Variety called the film "easily one of the best and most potent costumers to come along in the widescreen age," and called Brando's performance "a masterful exhibition of thesping." Harrison's Reports called it "an engrossing entertainment, with exceptionally fine performances." Richard L. Coe of The Washington Post called the film "a feast to the eyes and a torture to the ears, intelligence and sensibilities," and called Brando's performance "better than 'Desiree' deserves."

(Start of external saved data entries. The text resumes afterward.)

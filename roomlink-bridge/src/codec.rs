/*
 * Copyright 2025 Security Union LLC
 *
 * Licensed under either of
 *
 * * Apache License, Version 2.0
 *   (http://www.apache.org/licenses/LICENSE-2.0)
 * * MIT license
 *   (http://opensource.org/licenses/MIT)
 *
 * at your option.
 *
 * Unless you explicitly state otherwise, any contribution intentionally
 * submitted for inclusion in the work by you, as defined in the Apache-2.0
 * license, shall be dual licensed as above, without any additional terms or
 * conditions.
 */

//! Binary data-track payload codec.
//!
//! Binary data-track messages cross the native boundary as base64 text; this
//! module converts them to raw bytes at the edge of the event normalizer.
//! Only the decode direction is exercised in production; encoding belongs to
//! the native side and is kept here for host test doubles.

use base64::engine::general_purpose::STANDARD;
use base64::Engine;
use thiserror::Error;

#[derive(Debug, Error)]
pub enum CodecError {
    #[error("invalid base64 payload: {0}")]
    Decode(#[from] base64::DecodeError),
}

/// Decode the wire form of a binary data-track message.
pub fn decode_binary_message(encoded: &str) -> Result<Vec<u8>, CodecError> {
    Ok(STANDARD.decode(encoded)?)
}

/// Encode a byte sequence the way the native side does.
pub fn encode_binary_message(bytes: &[u8]) -> String {
    STANDARD.encode(bytes)
}
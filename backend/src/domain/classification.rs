//! Classification result value types.

use std::fmt;

use serde::{Deserialize, Serialize};

use super::AestheticKey;

/// Integer vibe score in the closed range [10, 100].
#[derive(Debug, Clone, Copy, PartialEq, Eq, PartialOrd, Ord, Hash, Serialize, Deserialize)]
#[serde(transparent)]
pub struct VibeScore(i32);

impl VibeScore {
    /// Lowest representable score.
    pub const MIN: i32 = 10;
    /// Highest representable score.
    pub const MAX: i32 = 100;

    /// Clamp any integer into range.
    ///
    /// # Examples
    /// ```
    /// use vibecheck::domain::VibeScore;
    ///
    /// assert_eq!(VibeScore::clamped(150).value(), 100);
    /// assert_eq!(VibeScore::clamped(-5).value(), 10);
    /// ```
    pub fn clamped(raw: i64) -> Self {
        let bounded = raw.clamp(i64::from(Self::MIN), i64::from(Self::MAX));
        Self(i32::try_from(bounded).unwrap_or(Self::MIN))
    }

    /// The score as a plain integer.
    pub const fn value(self) -> i32 {
        self.0
    }
}

impl fmt::Display for VibeScore {
    fn fmt(&self, f: &mut fmt::Formatter<'_>) -> fmt::Result {
        write!(f, "{}", self.0)
    }
}

/// Short generated sentence, at most 500 characters.
#[derive(Debug, Clone, PartialEq, Eq, Hash, Serialize, Deserialize)]
#[serde(transparent)]
pub struct Insight(String);

impl Insight {
    /// Maximum length in characters.
    pub const MAX_CHARS: usize = 500;
    const TRUNCATED_CHARS: usize = 497;
    const ELLIPSIS: &'static str = "...";

    /// Accept text, truncating over-long input to 497 characters followed
    /// by an ellipsis.
    pub fn truncated(raw: impl Into<String>) -> Self {
        let raw = raw.into();
        if raw.chars().count() <= Self::MAX_CHARS {
            return Self(raw);
        }
        let mut shortened: String = raw.chars().take(Self::TRUNCATED_CHARS).collect();
        shortened.push_str(Self::ELLIPSIS);
        Self(shortened)
    }

    /// Borrow the text.
    pub fn as_str(&self) -> &str {
        self.0.as_str()
    }
}

impl fmt::Display for Insight {
    fn fmt(&self, f: &mut fmt::Formatter<'_>) -> fmt::Result {
        f.write_str(self.as_str())
    }
}

/// Which path produced a classification.
#[derive(Debug, Clone, Copy, PartialEq, Eq, Hash, Serialize, Deserialize)]
#[serde(rename_all = "snake_case")]
pub enum ClassificationSource {
    /// The external analysis service answered with a valid payload.
    Ai,
    /// The deterministic keyword pipeline.
    Fallback,
}

/// Structured emotional profile for one mood entry.
#[derive(Debug, Clone, PartialEq, Eq, Serialize, Deserialize)]
#[serde(rename_all = "camelCase")]
pub struct ClassificationResult {
    /// Final aesthetic key.
    pub aesthetic: AestheticKey,
    /// Clamped vibe score.
    pub vibe_score: VibeScore,
    /// Generated insight.
    pub insight: Insight,
    /// Path that produced the result.
    pub source: ClassificationSource,
}

#[cfg(test)]
mod tests {
    use super::*;
    use rstest::rstest;

    #[rstest]
    #[case(i64::MIN, 10)]
    #[case(-5, 10)]
    #[case(9, 10)]
    #[case(10, 10)]
    #[case(73, 73)]
    #[case(100, 100)]
    #[case(150, 100)]
    #[case(i64::MAX, 100)]
    fn vibe_scores_clamp(#[case] raw: i64, #[case] expected: i32) {
        assert_eq!(VibeScore::clamped(raw).value(), expected);
    }

    #[rstest]
    fn short_insights_are_kept_verbatim() {
        let text = "x".repeat(500);
        assert_eq!(Insight::truncated(text.clone()).as_str(), text);
    }

    #[rstest]
    fn long_insights_are_cut_with_ellipsis() {
        let insight = Insight::truncated("y".repeat(501));
        assert_eq!(insight.as_str().chars().count(), 500);
        assert!(insight.as_str().ends_with("yyy..."));
    }

    #[rstest]
    fn truncation_respects_multibyte_characters() {
        let insight = Insight::truncated("é".repeat(600));
        assert_eq!(insight.as_str().chars().count(), 500);
        assert!(insight.as_str().starts_with('é'));
    }
}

John McCarten of The New Yorker wrote, "There's a lot of colorful stuff on view—palace fêtes, lovely gardens and so on—but the plot is practically invisible." The Monthly Film Bulletin wrote: "As Napoleon, Marlon Brando is given little opportunity to do more than wear the uniforms and strike the familiar attitudes ... although the performance is tentative and uneasy, he carries off some scenes with authority, a suggestion of muffled power, that perhaps indicates what he might have been able to make of the character in a film more ambitiously and imaginatively conceived."

==Notes==
The story of Désirée was the subject of an earlier film, Le Destin fabuleux de Désirée Clary, made in 1942 by Sacha Guitry.